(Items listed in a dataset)
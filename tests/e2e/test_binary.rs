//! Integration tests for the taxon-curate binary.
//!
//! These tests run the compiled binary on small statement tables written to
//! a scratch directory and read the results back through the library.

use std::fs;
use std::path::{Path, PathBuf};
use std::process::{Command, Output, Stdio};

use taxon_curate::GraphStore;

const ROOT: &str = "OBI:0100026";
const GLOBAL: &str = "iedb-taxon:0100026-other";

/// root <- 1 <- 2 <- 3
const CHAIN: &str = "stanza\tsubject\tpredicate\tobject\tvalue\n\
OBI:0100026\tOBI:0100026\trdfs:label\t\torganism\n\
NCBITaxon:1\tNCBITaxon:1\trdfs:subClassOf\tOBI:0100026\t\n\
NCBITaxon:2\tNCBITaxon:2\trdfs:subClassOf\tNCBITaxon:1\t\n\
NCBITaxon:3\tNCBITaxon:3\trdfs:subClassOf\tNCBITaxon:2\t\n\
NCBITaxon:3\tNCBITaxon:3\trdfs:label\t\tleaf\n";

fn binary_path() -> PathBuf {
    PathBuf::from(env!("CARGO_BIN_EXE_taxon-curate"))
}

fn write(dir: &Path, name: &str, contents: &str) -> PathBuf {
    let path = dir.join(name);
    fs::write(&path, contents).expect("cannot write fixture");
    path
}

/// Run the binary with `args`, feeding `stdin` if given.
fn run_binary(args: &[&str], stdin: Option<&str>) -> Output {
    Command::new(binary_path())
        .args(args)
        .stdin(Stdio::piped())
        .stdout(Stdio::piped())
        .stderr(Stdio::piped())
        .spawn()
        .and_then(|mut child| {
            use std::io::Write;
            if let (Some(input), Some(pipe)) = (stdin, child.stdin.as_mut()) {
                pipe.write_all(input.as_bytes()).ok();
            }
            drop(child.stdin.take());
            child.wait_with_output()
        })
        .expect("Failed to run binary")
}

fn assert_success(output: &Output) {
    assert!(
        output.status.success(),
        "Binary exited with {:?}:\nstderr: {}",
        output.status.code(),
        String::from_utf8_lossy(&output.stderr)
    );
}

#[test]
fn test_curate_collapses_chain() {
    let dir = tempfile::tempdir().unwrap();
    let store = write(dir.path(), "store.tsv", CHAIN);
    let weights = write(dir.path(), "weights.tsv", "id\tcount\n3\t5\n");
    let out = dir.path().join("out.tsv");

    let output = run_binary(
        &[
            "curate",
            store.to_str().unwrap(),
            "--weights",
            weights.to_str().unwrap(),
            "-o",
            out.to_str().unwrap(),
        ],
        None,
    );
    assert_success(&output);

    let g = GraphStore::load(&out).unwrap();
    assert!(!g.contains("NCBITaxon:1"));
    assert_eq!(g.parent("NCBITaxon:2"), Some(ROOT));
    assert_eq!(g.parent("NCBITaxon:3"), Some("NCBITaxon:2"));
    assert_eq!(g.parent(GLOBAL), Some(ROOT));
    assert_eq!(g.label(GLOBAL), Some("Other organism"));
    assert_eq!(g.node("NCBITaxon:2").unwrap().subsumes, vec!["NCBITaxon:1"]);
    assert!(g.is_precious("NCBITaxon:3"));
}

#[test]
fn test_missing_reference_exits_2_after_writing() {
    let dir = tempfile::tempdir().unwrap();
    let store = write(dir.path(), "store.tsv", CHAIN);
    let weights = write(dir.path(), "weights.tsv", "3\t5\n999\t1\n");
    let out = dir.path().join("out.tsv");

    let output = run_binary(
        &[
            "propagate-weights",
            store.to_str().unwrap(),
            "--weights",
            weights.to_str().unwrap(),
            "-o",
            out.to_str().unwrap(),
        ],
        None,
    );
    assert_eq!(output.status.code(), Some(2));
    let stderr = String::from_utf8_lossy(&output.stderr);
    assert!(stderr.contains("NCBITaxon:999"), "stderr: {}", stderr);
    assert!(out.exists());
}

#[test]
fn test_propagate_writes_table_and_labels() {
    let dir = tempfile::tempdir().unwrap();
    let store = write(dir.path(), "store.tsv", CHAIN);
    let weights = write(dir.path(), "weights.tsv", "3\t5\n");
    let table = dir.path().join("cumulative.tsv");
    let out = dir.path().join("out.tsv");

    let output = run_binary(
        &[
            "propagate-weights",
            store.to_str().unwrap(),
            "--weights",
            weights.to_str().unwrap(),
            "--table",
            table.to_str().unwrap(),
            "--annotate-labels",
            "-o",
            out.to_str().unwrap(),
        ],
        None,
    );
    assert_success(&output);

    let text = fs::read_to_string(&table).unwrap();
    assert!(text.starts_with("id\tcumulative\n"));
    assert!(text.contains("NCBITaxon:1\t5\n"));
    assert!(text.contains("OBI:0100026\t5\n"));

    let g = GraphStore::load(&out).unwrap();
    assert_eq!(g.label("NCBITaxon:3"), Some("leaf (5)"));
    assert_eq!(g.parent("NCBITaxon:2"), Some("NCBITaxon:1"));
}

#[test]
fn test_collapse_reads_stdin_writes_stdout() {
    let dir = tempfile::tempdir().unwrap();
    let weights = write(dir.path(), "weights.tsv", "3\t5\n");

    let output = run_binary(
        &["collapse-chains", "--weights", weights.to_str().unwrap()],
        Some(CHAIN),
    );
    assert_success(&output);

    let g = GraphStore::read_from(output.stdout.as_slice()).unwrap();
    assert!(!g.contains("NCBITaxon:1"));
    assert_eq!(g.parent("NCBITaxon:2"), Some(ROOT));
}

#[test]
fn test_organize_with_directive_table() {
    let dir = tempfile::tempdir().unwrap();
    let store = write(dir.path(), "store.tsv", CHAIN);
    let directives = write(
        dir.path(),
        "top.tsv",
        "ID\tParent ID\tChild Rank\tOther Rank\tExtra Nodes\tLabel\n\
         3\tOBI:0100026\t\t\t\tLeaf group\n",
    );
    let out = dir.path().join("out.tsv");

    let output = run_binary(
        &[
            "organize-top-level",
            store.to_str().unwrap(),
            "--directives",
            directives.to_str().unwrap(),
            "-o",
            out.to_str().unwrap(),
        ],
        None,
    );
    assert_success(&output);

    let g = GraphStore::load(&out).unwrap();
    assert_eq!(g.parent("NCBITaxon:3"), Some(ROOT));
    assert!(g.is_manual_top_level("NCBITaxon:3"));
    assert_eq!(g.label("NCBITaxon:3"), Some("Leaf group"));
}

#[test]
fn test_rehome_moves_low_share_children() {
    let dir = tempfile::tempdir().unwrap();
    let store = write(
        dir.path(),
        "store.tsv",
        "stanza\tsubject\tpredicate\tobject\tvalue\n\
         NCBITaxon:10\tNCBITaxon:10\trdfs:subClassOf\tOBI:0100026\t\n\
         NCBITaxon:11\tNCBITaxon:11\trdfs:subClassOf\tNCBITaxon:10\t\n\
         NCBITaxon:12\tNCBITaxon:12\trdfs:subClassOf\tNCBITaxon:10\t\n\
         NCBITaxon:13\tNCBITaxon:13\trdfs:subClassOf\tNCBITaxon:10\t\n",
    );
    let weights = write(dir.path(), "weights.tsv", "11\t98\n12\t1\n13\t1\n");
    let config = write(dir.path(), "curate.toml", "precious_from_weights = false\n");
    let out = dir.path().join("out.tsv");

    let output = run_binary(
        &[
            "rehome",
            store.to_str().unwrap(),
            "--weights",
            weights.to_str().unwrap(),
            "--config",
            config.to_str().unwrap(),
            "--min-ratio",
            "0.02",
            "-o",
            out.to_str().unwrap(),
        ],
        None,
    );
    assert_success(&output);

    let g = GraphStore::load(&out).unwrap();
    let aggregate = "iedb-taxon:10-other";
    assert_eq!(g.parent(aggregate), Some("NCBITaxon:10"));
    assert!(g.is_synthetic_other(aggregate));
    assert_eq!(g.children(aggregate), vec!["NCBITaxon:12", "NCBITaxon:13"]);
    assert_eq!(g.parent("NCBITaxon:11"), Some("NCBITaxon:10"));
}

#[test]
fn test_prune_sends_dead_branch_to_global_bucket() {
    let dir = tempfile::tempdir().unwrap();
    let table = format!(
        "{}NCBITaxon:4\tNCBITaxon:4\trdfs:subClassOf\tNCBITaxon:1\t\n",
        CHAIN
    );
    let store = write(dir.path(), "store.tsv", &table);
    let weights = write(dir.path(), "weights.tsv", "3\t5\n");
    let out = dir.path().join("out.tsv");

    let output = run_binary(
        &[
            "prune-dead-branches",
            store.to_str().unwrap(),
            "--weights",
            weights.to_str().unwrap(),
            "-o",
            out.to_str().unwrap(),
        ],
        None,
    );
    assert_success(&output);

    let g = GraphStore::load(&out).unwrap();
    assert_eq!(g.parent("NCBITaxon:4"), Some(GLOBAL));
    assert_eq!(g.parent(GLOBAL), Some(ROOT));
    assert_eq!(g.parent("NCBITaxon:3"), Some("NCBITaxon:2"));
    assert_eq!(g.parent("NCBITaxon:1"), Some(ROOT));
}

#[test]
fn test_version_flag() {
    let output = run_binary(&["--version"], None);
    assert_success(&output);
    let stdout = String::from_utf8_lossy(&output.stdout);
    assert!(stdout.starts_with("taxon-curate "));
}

...

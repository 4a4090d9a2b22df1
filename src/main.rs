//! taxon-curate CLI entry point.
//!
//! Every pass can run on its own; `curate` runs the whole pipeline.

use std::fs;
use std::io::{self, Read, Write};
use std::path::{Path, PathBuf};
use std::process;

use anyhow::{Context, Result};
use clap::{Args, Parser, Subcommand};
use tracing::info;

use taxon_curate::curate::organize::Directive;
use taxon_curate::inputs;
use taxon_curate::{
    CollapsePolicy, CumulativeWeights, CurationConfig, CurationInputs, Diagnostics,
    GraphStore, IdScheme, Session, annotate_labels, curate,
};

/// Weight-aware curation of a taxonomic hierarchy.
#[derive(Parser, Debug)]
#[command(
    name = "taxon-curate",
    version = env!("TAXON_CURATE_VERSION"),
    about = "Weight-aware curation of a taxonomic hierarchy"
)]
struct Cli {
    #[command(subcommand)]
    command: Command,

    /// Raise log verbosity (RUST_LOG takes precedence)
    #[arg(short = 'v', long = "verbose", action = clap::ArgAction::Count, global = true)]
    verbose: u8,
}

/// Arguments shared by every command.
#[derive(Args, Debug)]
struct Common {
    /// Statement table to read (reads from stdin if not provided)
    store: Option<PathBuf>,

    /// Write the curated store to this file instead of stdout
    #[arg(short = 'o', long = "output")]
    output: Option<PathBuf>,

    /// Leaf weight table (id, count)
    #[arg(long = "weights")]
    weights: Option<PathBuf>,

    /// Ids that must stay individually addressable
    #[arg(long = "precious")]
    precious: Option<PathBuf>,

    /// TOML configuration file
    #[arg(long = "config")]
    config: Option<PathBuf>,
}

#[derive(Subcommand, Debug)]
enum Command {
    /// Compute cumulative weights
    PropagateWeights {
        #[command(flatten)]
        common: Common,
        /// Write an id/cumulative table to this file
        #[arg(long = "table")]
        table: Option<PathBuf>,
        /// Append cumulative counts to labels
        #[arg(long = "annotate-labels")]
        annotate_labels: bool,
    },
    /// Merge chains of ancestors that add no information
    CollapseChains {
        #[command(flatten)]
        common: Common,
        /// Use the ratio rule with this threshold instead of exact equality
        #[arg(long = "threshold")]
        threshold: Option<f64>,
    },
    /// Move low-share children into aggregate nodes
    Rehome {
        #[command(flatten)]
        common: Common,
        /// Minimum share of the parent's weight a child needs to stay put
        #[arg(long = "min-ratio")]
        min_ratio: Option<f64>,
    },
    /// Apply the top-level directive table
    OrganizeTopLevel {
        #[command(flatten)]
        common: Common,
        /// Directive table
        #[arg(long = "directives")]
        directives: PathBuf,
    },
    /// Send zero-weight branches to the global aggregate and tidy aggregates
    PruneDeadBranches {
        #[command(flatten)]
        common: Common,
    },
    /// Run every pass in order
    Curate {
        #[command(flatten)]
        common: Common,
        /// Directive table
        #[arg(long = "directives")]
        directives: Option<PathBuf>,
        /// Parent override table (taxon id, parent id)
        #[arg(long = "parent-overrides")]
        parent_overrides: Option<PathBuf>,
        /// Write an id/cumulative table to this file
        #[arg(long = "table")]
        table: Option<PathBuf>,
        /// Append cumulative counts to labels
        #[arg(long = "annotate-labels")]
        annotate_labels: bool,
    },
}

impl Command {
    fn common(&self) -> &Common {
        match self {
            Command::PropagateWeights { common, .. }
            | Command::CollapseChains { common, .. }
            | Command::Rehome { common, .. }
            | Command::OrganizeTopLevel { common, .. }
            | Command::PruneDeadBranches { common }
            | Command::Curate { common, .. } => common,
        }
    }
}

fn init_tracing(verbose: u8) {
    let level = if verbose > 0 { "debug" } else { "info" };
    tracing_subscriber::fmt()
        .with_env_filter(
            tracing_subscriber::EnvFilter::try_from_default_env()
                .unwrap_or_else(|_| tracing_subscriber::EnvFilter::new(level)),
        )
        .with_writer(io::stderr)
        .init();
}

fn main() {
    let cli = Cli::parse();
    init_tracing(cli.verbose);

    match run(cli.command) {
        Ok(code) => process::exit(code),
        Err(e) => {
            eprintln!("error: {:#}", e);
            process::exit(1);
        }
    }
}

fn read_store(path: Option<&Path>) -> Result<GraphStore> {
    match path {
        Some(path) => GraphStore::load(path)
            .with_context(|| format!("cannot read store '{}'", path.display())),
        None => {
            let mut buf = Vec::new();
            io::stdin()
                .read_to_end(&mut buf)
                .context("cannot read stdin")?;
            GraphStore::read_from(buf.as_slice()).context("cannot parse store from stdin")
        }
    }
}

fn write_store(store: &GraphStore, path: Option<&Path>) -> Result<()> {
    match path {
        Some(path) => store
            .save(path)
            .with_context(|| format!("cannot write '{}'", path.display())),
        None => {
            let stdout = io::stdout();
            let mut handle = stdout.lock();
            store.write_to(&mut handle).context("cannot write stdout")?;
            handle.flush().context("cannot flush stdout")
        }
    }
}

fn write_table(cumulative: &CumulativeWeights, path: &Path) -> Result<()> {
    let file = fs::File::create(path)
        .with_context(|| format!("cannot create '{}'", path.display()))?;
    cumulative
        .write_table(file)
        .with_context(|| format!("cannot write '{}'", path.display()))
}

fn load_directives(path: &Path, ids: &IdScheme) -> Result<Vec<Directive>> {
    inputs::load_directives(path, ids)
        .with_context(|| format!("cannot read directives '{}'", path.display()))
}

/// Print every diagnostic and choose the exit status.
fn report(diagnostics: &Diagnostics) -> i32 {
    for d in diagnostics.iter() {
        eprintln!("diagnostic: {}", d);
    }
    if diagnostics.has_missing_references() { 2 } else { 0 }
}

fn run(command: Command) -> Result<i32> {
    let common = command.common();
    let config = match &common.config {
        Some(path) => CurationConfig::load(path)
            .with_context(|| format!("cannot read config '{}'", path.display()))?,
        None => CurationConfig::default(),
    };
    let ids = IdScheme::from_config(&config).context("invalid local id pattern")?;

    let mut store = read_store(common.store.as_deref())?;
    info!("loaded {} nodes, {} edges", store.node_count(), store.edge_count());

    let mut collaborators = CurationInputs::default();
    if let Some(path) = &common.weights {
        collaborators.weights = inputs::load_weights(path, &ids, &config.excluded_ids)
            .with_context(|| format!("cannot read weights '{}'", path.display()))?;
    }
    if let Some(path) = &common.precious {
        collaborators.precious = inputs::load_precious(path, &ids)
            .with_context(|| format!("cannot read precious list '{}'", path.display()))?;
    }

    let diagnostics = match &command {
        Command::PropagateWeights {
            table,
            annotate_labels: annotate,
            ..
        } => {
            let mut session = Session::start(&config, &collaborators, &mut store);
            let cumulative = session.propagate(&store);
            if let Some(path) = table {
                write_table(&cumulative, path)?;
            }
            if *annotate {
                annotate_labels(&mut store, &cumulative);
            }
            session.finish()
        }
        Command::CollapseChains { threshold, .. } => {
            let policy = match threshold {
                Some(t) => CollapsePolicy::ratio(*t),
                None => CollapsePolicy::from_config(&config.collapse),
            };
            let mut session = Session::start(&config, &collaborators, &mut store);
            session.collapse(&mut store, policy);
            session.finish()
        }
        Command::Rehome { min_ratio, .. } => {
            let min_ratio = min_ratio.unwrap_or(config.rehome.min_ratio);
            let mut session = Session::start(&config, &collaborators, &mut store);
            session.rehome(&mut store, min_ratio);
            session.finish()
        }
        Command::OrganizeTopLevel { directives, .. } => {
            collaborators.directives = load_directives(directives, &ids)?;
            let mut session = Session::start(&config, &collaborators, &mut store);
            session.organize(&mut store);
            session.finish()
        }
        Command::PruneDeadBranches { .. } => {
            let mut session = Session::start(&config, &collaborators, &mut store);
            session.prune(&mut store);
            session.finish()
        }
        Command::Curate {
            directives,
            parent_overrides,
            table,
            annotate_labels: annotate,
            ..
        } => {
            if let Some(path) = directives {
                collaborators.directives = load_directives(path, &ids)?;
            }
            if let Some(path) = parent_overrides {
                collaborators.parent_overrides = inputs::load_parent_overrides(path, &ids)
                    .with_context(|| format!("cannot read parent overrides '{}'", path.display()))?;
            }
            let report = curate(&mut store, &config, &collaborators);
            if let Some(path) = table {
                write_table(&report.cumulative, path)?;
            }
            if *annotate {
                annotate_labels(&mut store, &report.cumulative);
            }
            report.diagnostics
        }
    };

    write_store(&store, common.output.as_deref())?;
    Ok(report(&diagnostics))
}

...

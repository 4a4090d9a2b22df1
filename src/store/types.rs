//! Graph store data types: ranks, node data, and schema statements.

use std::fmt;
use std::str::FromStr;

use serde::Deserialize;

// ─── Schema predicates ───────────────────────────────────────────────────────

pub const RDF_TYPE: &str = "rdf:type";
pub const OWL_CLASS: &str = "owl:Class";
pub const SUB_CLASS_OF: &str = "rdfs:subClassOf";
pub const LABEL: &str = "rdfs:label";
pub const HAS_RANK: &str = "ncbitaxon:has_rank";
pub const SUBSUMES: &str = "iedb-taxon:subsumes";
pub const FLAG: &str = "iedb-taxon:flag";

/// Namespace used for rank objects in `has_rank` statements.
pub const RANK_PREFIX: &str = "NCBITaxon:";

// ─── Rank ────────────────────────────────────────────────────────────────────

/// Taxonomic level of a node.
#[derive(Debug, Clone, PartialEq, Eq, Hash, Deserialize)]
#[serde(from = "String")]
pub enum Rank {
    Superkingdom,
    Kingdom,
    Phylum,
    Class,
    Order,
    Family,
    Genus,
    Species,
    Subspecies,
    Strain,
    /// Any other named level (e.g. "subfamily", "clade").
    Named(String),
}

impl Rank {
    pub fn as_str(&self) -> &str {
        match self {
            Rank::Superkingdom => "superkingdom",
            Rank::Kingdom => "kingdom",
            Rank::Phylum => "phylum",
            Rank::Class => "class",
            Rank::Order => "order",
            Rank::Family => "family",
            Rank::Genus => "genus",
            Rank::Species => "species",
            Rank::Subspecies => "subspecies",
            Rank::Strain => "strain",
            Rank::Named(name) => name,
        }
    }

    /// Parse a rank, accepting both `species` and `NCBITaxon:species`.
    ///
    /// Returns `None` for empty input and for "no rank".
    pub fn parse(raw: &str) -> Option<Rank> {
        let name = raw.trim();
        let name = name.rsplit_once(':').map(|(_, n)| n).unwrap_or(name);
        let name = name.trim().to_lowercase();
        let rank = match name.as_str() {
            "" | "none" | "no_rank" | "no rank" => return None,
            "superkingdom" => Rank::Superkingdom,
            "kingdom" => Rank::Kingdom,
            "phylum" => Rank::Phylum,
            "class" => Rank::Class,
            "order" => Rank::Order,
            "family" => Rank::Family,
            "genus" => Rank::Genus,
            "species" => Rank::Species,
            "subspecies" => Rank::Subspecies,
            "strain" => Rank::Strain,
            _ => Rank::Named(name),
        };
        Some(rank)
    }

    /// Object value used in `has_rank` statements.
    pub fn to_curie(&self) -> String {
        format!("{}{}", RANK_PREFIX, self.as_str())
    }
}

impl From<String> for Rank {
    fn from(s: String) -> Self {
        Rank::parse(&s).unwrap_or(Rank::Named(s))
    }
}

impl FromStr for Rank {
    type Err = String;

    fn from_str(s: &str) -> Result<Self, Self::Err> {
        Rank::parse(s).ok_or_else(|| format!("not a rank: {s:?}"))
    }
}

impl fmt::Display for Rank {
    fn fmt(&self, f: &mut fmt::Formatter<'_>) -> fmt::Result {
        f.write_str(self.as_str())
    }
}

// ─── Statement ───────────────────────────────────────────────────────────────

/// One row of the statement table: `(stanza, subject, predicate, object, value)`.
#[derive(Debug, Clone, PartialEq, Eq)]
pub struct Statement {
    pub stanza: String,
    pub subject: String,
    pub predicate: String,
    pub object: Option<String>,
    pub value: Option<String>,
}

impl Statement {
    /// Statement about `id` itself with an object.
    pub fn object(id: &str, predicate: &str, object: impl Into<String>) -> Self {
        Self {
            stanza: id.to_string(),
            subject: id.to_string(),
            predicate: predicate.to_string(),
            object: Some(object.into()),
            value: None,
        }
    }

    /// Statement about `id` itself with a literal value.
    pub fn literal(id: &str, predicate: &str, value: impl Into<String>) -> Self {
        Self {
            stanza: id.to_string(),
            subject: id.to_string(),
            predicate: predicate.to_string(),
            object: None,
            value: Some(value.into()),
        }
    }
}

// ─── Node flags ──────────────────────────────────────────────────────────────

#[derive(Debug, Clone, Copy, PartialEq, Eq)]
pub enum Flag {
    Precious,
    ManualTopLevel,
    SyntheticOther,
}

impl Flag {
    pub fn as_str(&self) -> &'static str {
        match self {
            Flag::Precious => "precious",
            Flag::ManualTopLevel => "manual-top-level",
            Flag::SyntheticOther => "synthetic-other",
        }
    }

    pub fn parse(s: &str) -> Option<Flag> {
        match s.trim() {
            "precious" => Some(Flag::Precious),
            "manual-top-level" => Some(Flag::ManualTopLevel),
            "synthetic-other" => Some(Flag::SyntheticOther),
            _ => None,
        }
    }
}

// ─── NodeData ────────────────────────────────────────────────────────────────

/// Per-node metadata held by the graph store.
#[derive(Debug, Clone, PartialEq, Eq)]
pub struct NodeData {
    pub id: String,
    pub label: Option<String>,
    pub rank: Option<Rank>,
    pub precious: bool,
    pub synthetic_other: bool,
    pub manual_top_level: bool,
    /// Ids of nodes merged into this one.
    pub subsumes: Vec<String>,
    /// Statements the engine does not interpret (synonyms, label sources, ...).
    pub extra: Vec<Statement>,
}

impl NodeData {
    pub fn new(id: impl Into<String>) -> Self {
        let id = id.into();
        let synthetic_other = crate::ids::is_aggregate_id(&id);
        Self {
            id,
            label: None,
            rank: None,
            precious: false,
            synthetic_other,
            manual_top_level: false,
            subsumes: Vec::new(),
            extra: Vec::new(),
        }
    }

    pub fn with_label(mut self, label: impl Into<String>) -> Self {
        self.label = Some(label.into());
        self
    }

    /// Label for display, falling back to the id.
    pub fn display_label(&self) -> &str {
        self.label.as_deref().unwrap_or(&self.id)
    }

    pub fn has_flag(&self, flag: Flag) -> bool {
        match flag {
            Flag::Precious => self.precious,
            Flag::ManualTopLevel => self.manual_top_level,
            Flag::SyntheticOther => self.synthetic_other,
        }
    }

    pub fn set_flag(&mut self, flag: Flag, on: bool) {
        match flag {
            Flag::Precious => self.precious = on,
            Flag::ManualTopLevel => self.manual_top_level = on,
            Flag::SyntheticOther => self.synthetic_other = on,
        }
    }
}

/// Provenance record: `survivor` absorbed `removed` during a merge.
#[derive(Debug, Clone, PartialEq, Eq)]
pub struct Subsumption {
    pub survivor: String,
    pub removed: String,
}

◆ Aim of the exercise: State the number of lines in the data above containing the string "NodeData" and nothing more.

◆ Solved exercise: 3